[Collected data]

::::

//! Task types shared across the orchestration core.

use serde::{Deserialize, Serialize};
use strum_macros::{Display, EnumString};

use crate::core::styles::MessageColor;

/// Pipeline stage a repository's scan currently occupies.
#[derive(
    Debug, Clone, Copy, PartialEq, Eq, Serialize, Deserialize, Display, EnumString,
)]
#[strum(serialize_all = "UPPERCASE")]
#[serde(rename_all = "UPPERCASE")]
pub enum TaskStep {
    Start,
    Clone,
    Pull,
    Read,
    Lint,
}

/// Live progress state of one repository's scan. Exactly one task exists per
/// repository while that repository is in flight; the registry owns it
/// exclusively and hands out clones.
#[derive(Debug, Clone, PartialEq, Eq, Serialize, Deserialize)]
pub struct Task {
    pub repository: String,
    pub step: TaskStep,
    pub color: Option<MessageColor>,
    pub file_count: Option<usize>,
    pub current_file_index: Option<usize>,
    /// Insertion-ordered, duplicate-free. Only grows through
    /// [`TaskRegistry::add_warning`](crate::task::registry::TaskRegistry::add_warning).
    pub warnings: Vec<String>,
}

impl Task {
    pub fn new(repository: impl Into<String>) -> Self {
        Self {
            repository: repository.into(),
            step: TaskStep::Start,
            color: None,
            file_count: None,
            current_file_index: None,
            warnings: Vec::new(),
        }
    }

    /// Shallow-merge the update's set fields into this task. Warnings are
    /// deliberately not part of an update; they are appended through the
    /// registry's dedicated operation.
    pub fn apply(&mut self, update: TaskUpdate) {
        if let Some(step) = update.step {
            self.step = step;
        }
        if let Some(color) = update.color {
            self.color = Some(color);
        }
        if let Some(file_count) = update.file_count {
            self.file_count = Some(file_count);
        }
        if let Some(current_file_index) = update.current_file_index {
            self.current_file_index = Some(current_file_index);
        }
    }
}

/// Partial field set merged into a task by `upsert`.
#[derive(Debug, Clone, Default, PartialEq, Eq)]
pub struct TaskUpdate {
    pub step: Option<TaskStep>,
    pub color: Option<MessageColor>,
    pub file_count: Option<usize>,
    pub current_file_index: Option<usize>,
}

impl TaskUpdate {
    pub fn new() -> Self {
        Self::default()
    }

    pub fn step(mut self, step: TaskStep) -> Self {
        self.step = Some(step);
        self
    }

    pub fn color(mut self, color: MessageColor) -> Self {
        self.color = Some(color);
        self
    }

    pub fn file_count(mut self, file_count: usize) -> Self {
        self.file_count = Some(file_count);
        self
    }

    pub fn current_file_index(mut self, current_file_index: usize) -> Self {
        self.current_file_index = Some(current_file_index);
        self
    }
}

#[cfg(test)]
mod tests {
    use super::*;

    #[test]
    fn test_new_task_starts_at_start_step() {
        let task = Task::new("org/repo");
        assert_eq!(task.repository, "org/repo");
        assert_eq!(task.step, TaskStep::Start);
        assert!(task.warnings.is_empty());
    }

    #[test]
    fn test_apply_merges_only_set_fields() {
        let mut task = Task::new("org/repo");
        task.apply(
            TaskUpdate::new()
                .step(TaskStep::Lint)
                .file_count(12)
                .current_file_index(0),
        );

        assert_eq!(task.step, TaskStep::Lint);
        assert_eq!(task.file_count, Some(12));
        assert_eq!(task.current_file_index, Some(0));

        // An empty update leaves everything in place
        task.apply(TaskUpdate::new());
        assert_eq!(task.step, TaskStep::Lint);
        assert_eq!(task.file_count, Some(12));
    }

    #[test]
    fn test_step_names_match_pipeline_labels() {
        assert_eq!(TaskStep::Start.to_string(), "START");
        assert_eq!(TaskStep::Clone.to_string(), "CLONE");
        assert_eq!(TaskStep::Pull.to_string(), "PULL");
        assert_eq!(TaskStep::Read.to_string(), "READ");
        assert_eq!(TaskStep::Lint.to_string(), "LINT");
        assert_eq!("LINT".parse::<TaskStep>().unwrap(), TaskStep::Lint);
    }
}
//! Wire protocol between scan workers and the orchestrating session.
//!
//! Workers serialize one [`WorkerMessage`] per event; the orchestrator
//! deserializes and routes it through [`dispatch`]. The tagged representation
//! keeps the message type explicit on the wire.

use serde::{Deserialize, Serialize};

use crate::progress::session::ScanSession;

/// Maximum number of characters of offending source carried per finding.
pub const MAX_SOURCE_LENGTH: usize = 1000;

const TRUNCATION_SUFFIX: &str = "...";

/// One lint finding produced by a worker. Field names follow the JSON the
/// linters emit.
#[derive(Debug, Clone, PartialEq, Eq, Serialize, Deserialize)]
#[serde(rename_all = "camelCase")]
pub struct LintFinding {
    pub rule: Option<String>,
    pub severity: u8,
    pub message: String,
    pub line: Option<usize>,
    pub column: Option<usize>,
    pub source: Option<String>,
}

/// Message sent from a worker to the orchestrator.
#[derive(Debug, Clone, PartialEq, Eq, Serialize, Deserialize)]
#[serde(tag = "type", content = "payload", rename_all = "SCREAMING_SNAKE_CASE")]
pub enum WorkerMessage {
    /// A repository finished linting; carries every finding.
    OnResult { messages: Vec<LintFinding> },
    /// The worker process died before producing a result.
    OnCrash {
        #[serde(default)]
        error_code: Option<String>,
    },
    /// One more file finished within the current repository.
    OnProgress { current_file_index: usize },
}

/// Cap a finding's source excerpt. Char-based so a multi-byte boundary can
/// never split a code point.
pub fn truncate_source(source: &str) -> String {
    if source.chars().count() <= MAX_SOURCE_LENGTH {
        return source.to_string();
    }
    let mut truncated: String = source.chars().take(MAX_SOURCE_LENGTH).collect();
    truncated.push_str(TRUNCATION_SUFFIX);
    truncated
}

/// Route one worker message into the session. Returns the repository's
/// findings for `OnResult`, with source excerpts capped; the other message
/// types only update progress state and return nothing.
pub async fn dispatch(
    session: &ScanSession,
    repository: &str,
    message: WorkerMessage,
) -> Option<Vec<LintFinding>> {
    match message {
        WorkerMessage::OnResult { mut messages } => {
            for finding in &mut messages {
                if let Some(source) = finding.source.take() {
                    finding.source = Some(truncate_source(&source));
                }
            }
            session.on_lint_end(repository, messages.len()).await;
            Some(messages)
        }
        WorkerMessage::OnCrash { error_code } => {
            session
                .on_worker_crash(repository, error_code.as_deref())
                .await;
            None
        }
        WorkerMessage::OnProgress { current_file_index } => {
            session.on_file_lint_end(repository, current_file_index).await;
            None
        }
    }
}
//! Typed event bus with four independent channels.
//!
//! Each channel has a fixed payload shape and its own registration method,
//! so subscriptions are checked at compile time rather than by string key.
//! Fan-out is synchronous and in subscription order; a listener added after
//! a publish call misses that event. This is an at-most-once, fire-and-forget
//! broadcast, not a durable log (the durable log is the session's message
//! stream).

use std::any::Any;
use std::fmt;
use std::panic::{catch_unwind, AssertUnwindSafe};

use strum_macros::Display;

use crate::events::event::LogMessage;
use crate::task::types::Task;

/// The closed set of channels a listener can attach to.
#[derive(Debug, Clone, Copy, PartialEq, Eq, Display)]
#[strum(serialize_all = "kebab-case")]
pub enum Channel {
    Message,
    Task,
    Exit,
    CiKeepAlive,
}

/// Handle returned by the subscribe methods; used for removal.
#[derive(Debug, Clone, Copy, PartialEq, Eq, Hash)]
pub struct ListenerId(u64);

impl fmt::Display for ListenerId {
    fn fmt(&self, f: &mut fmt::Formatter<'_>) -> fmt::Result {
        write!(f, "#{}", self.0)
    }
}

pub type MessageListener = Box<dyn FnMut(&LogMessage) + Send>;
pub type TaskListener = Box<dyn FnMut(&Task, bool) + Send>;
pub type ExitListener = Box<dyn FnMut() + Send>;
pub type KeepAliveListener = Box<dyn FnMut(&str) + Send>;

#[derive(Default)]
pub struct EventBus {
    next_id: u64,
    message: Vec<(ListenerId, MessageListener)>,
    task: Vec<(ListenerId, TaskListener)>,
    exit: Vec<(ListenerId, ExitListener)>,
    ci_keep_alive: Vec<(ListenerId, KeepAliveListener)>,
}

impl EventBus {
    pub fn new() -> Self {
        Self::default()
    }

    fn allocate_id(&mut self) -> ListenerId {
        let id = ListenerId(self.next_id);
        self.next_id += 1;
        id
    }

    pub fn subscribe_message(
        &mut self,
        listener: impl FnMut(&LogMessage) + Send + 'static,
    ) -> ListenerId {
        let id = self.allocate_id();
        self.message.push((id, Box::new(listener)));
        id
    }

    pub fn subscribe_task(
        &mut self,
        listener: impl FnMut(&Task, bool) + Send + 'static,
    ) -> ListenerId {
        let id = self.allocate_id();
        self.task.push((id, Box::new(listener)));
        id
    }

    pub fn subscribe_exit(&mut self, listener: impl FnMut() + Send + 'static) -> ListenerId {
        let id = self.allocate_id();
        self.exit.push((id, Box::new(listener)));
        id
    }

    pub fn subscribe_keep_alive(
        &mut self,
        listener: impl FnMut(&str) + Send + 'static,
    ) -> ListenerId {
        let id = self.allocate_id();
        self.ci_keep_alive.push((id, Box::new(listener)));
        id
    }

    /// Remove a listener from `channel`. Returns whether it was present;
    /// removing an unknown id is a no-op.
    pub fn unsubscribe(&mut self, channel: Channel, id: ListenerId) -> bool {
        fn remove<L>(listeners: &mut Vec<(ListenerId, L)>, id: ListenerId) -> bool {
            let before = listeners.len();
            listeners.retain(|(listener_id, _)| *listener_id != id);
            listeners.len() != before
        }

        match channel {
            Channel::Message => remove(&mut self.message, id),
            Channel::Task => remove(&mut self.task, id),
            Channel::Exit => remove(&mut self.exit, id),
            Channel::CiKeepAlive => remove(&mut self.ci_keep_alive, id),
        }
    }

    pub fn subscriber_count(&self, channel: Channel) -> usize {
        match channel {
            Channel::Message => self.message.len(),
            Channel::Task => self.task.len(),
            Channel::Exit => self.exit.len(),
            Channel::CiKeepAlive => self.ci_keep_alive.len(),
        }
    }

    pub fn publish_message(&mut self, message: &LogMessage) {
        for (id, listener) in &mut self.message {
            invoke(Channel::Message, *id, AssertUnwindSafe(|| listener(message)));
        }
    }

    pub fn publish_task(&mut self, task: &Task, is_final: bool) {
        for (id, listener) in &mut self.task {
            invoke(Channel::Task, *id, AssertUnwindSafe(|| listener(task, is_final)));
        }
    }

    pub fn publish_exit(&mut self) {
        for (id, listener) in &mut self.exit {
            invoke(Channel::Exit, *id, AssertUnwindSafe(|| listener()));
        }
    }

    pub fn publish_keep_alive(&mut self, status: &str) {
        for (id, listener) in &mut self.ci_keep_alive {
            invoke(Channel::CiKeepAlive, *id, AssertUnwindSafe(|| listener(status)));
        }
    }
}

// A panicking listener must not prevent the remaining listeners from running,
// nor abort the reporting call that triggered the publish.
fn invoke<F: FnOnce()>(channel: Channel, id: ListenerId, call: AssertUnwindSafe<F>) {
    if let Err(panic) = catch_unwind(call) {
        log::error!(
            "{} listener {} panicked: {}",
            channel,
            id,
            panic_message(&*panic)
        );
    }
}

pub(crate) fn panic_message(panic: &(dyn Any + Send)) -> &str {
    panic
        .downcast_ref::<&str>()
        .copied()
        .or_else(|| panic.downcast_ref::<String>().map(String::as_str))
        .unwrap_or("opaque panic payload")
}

::::

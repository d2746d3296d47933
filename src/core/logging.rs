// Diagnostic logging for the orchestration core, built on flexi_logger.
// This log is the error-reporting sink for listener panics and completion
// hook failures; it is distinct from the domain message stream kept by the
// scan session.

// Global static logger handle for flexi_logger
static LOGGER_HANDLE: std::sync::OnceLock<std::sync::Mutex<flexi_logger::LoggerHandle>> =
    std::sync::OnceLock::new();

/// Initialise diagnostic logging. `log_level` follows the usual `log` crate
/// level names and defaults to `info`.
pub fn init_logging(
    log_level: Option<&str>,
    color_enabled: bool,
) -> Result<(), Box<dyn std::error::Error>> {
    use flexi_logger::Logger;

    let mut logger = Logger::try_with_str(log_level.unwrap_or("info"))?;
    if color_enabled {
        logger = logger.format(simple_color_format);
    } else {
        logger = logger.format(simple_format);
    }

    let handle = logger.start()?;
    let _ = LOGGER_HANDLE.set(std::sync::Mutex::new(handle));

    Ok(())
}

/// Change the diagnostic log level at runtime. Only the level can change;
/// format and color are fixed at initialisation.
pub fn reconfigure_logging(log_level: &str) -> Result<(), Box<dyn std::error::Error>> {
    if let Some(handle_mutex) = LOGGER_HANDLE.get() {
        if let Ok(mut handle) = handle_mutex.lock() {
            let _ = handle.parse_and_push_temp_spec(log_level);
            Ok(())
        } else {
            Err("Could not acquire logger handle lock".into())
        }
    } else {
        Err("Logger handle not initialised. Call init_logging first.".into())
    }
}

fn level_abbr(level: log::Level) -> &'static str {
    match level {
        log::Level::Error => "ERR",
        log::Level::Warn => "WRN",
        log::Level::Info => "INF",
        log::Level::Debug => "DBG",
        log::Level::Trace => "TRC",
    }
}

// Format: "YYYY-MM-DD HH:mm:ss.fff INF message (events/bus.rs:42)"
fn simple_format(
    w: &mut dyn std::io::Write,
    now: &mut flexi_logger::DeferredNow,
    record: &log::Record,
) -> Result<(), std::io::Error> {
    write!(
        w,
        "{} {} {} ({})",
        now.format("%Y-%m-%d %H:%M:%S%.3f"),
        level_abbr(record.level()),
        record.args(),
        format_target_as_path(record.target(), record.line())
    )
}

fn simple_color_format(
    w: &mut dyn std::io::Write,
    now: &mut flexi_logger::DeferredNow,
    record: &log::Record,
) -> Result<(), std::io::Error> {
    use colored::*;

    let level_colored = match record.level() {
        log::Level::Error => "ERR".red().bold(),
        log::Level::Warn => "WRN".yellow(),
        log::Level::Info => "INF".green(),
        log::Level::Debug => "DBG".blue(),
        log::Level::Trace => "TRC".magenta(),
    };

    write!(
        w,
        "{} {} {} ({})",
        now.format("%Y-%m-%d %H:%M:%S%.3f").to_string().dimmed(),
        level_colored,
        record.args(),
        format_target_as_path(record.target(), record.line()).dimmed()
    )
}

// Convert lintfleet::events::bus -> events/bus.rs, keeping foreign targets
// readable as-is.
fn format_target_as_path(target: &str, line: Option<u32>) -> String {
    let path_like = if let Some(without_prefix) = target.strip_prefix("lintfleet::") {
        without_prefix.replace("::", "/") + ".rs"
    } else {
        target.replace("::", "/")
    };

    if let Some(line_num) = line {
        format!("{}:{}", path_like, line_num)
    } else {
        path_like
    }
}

::::

YOUR GOAL - Your task is to list each line of the records with the word "MessageListener".

RESULT FOR THIS TASK -
pub type MessageListener = Box<dyn FnMut(&LogMessage) + Send>;
    message: Vec<(ListenerId, MessageListener)>,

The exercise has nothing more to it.